Eles não sabem que o sonho
é uma constante da vida
tão concreta e definida
como outra coisa qualquer,
como esta pedra cinzenta
em que me sento e descanso,
como este ribeiro manso,
em serenos sobressaltos,
como estes pinheiros altos,
que em oiro se agitam,
como estas aves que gritam
em bebedeiras de azul.
Eles não sabem que o sonho
é vinho, é espuma, é fermento,
bichinho alacre e sedento,
de focinho pontiagudo,
que foça através de tudo
num perpétuo movimento.
Eles não sabem que o sonho
é tela, é cor, é pincel,
base, fuste, capitel,
arco em ogiva, vitral,
pináculo de catedral,
contraponto, sinfonia,
máscara graga, magia,
que é retorta de alquimista,
mapa do mundo distante,
rosa dos ventos, Infante,
caravela quinhentista,
que é cabo da Boa Esperança,
ouro, canela, marfim,
florete de espadachim,
bastidor, paço de dança,
Colombina e Arlequim,
passarola voadora,
pára-raios, locomotiva,
barco de proa festiva,
alto-forno, geradora,
cisão de átomo, radar,
ultra-som, televisão,
desembarque em foguetão
na superfície lunar.
Eles não sabem, nem sonham,
que o sonho comanda a vida.
Que sempre que o homem sonha
o mundo pula e avança
como bola colorida
entre as mãos de uma criança.
O poema é composto por quatro estrofes: a primeira com doze versos, a segunda com seis (sextilha), a terceira possui 24 versos e a quarta apresenta seis versos (sextilha). A maior parte dos versos possuem sete sílabas métricas (heptassílabo ou redondilha maior). As rimas são cruzadas, emparelhadas e interpoladas.
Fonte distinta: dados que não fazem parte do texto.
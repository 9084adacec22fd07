//! Benchmark harness: warmup, measure, aggregate, compare, report
//!
//! Latency per round is the wall time the engine reports in its plan
//! trace, not host-side timing around the call, so results stay
//! comparable across engines that do work outside the measured query.
//! Rounds run sequentially against one engine. Every engine call sits
//! behind a deadline; a hung engine becomes a `Timeout` error instead of
//! a stalled run.

use crate::starbench::bench::baseline::BaselineStore;
use crate::starbench::bench::report::{BenchmarkResult, DatasetMetadata};
use crate::starbench::config::BenchmarkConfig;
use crate::starbench::engine::{QueryEngine, QueryOutput};
use crate::starbench::error::{StarbenchError, StarbenchResult};
use crate::starbench::metrics::{parse_plan_trace, PlanMetrics};
use crate::starbench::patterns::QueryPattern;
use chrono::Utc;
use log::{info, warn};
use std::collections::hash_map::DefaultHasher;
use std::hash::{Hash, Hasher};
use std::path::Path;
use std::time::Duration;
use tokio::time::timeout;

/// Drives one engine through the pattern set
pub struct BenchmarkHarness<'a> {
    engine: &'a dyn QueryEngine,
    config: BenchmarkConfig,
    metadata: DatasetMetadata,
}

impl std::fmt::Debug for BenchmarkHarness<'_> {
    fn fmt(&self, f: &mut std::fmt::Formatter<'_>) -> std::fmt::Result {
        f.debug_struct("BenchmarkHarness")
            .field("config", &self.config)
            .field("metadata", &self.metadata)
            .finish_non_exhaustive()
    }
}

impl<'a> BenchmarkHarness<'a> {
    /// Validate the config and the dataset before any query runs. The
    /// metadata record must match the partitions on disk, and the seed it
    /// records must match `expect_seed` when one is configured.
    pub fn new(
        engine: &'a dyn QueryEngine,
        config: BenchmarkConfig,
        metadata: DatasetMetadata,
        dataset_root: &Path,
    ) -> StarbenchResult<Self> {
        config.validate()?;
        if let Some(expected) = config.expect_seed {
            metadata.check_seed(expected)?;
        }
        metadata.verify(dataset_root)?;
        Ok(Self {
            engine,
            config,
            metadata,
        })
    }

    /// Run every pattern and collect the results. A per-pattern engine
    /// failure aborts the run; partial reports are worse than none.
    pub async fn run_all(
        &self,
        patterns: &[QueryPattern],
        baseline: Option<&BaselineStore>,
    ) -> StarbenchResult<Vec<BenchmarkResult>> {
        let mut results = Vec::with_capacity(patterns.len());
        for pattern in patterns {
            results.push(self.run_pattern(pattern, baseline).await?);
        }
        Ok(results)
    }

    /// Benchmark one pattern through all five phases
    pub async fn run_pattern(
        &self,
        pattern: &QueryPattern,
        baseline: Option<&BaselineStore>,
    ) -> StarbenchResult<BenchmarkResult> {
        let sql = pattern.sql();

        for round in 0..self.config.warmup_rounds {
            info!("warmup {}/{} for {}", round + 1, self.config.warmup_rounds, pattern.id());
            self.execute_with_deadline(pattern, &sql).await?;
        }

        let mut measured_ms = Vec::with_capacity(self.config.measure_rounds);
        let mut fingerprints = Vec::with_capacity(self.config.measure_rounds);
        let mut last_metrics: Option<PlanMetrics> = None;
        for round in 0..self.config.measure_rounds {
            let output = self.execute_with_deadline(pattern, &sql).await?;
            let metrics = parse_plan_trace(&output.plan_trace)?;
            info!(
                "measured {}/{} for {}: {:.3}ms",
                round + 1,
                self.config.measure_rounds,
                pattern.id(),
                metrics.wall_time_ms
            );
            measured_ms.push(metrics.wall_time_ms);
            fingerprints.push(fingerprint(&output));
            last_metrics = Some(metrics);
        }
        let metrics = last_metrics.ok_or_else(|| {
            StarbenchError::invalid_config("measure_rounds", "must be greater than zero")
        })?;

        let mut sorted = measured_ms.clone();
        sorted.sort_unstable_by(|a, b| a.partial_cmp(b).unwrap_or(std::cmp::Ordering::Equal));
        let p50_ms = percentile(&sorted, 50.0);
        let p95_ms = percentile(&sorted, 95.0);
        let p99_ms = percentile(&sorted, 99.0);

        let sla_ms = pattern.sla_ms();
        let sla_violation = if p95_ms > sla_ms {
            Some(format!("p95 {:.3}ms exceeds SLA {:.0}ms", p95_ms, sla_ms))
        } else {
            None
        };

        let baseline_entry = baseline.and_then(|b| b.get(pattern.id()));
        let regression = baseline_entry.and_then(|entry| {
            let delta = (p95_ms - entry.p95_ms) / entry.p95_ms;
            if delta > self.config.regression_threshold {
                Some(format!(
                    "p95 {:.3}ms is {:.1}% above baseline {:.3}ms (threshold {:.0}%)",
                    p95_ms,
                    delta * 100.0,
                    entry.p95_ms,
                    self.config.regression_threshold * 100.0
                ))
            } else {
                None
            }
        });

        let deterministic = fingerprints.windows(2).all(|w| w[0] == w[1]);
        if !deterministic {
            warn!("{} returned differing result rows across rounds", pattern.id());
        }

        let passed = sla_violation.is_none() && regression.is_none();
        let result = BenchmarkResult {
            pattern_id: pattern.id().to_string(),
            rounds: self.config.measure_rounds,
            measured_ms,
            p50_ms,
            p95_ms,
            p99_ms,
            dataset_rows: self.metadata.fact_rows,
            rows_scanned: metrics.rows_scanned,
            bytes_scanned: metrics.bytes_scanned,
            partitions_hit: metrics.partitions_hit,
            partitions_total: self.metadata.partitions.len(),
            sla_ms,
            sla_violation,
            regression,
            baseline_p95_ms: baseline_entry.map(|e| e.p95_ms),
            deterministic,
            result_fingerprint: fingerprints.first().copied().unwrap_or(0),
            passed,
            completed_at: Utc::now().to_rfc3339(),
        };
        info!("{}", result.summary_line());
        Ok(result)
    }

    async fn execute_with_deadline(
        &self,
        pattern: &QueryPattern,
        sql: &str,
    ) -> StarbenchResult<QueryOutput> {
        let deadline = Duration::from_millis(self.config.engine_timeout_ms);
        match timeout(deadline, self.engine.execute(sql)).await {
            Ok(result) => result,
            Err(_) => Err(StarbenchError::Timeout {
                operation: format!("execute {}", pattern.id()),
                timeout_ms: self.config.engine_timeout_ms,
            }),
        }
    }
}

/// Nearest-rank percentile over an ascending slice
fn percentile(sorted: &[f64], p: f64) -> f64 {
    if sorted.is_empty() {
        return 0.0;
    }
    let rank = ((p / 100.0) * sorted.len() as f64).ceil() as usize;
    sorted[rank.clamp(1, sorted.len()) - 1]
}

fn fingerprint(output: &QueryOutput) -> u64 {
    let mut hasher = DefaultHasher::new();
    for row in &output.rows {
        for value in row {
            value.hash(&mut hasher);
        }
        0xFFu8.hash(&mut hasher);
    }
    hasher.finish()
}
O tema do poema é o sonho, e pode ser dividido em duas partes lógicas:
- A primeira parte é constituída pelas primeiras três estrofes, em que o sonho é comparado a elementos que temos na natureza (pedra, ribeiro, pinheiros, aves, alimentos, animais…); a elementos artísticos e arquitectónicos; a elementos relacionados com a ciência; à expansão marítima e às suas descobertas e às invenções.
- A segunda parte corresponde à última estrofe, em que o sujeito poético conclui que o sonho comanda a vida, como diz o texto, e que faz avançar e evoluir o Mundo.
O sonho, neste poema, é entendido como a mola do progresso e da evolução do ser humano, o sonho é o elemento que leva o Homem a fazer avançar o Mundo e a superar-se continuamente. O sonho “é uma constante da vida”, sem ele, segundo Fernando Pessoa, o Homem é somente um “cadáver adiado que procria” (D. Sebastião, in Mensagem).
O título do poema – Pedra Filosofal – remete para a alquimia (uma substância que, segundo a lenda, se adicionava aos metais pobres para se transformarem em ouro). Assim, este título, associa o sonho humano à magia dos alquimistas, sugerindo que o sonho, qual pedra filosofal, transforma em ouro as fraquezas e as pequenas ambições humanas.
O sonho faz parte da vida dos seres humanos, é tão frequente, concreto e definido como uma pedra, um ribeiro, os pinheiros, as aves... fazem parte da Natureza. Estas comparações que surgem no início do texto sugerem que o sonho é uma coisa simples, mas, ao mesmo tempo, complexa, porque é muito difícil de definir; apontam ainda o quanto os sonhos são abstractos e subjectivos, podendo, no entanto ser transformados em algo tão concreto e definido como outra coisa qualquer.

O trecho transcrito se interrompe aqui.